Data extract →
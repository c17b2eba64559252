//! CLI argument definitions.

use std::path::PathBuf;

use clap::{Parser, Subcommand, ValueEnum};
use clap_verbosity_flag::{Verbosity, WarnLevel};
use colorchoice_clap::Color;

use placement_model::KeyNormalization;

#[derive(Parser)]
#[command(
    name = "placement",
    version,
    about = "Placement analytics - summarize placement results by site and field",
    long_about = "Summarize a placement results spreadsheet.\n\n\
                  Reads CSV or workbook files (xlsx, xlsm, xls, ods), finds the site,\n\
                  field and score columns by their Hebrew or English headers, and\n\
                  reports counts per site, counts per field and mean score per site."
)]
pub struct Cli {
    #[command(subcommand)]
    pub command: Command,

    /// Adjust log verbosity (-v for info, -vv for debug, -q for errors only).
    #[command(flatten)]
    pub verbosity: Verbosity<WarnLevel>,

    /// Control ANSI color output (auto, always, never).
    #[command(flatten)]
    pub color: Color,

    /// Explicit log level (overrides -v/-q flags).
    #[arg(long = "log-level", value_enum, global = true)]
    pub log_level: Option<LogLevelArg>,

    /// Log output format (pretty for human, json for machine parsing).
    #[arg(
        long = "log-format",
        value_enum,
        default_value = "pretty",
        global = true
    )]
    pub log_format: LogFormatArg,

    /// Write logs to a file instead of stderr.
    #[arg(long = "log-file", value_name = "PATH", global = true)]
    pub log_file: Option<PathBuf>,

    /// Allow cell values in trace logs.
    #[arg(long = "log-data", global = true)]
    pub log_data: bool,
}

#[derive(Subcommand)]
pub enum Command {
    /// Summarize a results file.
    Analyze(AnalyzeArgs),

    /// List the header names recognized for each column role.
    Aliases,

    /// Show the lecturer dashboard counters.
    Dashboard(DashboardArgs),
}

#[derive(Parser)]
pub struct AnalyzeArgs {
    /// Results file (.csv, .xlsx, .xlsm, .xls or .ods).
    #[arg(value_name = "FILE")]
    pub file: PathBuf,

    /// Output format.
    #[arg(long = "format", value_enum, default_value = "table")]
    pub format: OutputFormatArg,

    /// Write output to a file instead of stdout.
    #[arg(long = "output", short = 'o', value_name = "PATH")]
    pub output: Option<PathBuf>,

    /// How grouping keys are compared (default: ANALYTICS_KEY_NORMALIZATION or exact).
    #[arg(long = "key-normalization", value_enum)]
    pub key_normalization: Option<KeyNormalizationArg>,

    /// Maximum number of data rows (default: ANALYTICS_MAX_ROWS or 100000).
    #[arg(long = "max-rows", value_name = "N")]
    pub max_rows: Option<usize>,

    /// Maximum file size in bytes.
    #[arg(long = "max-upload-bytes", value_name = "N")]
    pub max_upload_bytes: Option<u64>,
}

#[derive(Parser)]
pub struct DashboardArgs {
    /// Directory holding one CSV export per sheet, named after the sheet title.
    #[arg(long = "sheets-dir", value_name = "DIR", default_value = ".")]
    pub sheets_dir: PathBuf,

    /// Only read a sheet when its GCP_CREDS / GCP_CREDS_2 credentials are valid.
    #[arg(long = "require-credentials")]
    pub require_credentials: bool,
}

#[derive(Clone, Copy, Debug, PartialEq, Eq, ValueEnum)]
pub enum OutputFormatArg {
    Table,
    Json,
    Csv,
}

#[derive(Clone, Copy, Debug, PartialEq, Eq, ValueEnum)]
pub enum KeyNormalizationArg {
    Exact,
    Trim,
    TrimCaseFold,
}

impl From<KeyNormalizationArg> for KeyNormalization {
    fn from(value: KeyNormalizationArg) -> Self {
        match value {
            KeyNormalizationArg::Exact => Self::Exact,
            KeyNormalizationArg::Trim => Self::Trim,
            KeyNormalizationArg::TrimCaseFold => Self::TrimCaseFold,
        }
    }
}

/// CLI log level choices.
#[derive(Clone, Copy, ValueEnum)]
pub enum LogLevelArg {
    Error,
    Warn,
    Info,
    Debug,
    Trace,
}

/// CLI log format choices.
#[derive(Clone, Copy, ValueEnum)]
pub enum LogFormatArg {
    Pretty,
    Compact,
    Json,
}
...
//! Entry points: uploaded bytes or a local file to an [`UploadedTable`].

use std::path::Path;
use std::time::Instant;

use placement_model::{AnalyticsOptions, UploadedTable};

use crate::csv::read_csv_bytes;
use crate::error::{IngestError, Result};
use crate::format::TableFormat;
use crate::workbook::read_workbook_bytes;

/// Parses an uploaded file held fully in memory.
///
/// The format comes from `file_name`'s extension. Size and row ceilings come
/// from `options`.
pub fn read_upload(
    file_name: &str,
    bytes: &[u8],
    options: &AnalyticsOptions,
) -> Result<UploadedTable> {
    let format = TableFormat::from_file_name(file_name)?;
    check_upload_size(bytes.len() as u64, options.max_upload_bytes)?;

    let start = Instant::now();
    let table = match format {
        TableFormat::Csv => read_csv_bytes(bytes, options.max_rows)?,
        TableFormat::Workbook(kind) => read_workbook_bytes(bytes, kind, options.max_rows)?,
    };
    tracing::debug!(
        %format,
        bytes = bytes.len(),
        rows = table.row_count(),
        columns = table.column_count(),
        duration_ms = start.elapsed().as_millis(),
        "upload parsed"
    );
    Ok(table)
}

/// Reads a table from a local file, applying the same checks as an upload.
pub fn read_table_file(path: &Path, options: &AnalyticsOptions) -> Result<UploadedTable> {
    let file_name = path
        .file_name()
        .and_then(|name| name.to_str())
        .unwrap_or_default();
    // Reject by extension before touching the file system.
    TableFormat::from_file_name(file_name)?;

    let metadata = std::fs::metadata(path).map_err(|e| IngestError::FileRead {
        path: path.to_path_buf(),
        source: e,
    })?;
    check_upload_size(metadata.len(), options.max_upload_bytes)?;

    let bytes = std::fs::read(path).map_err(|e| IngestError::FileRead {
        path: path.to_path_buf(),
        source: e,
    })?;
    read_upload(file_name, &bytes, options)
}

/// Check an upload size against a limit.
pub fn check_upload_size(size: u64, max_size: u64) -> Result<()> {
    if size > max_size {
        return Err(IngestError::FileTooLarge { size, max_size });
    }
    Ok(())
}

Problem requirements →
How many lines in the entries contain the string "FileRead"? Answer with the number only.

Reply →
2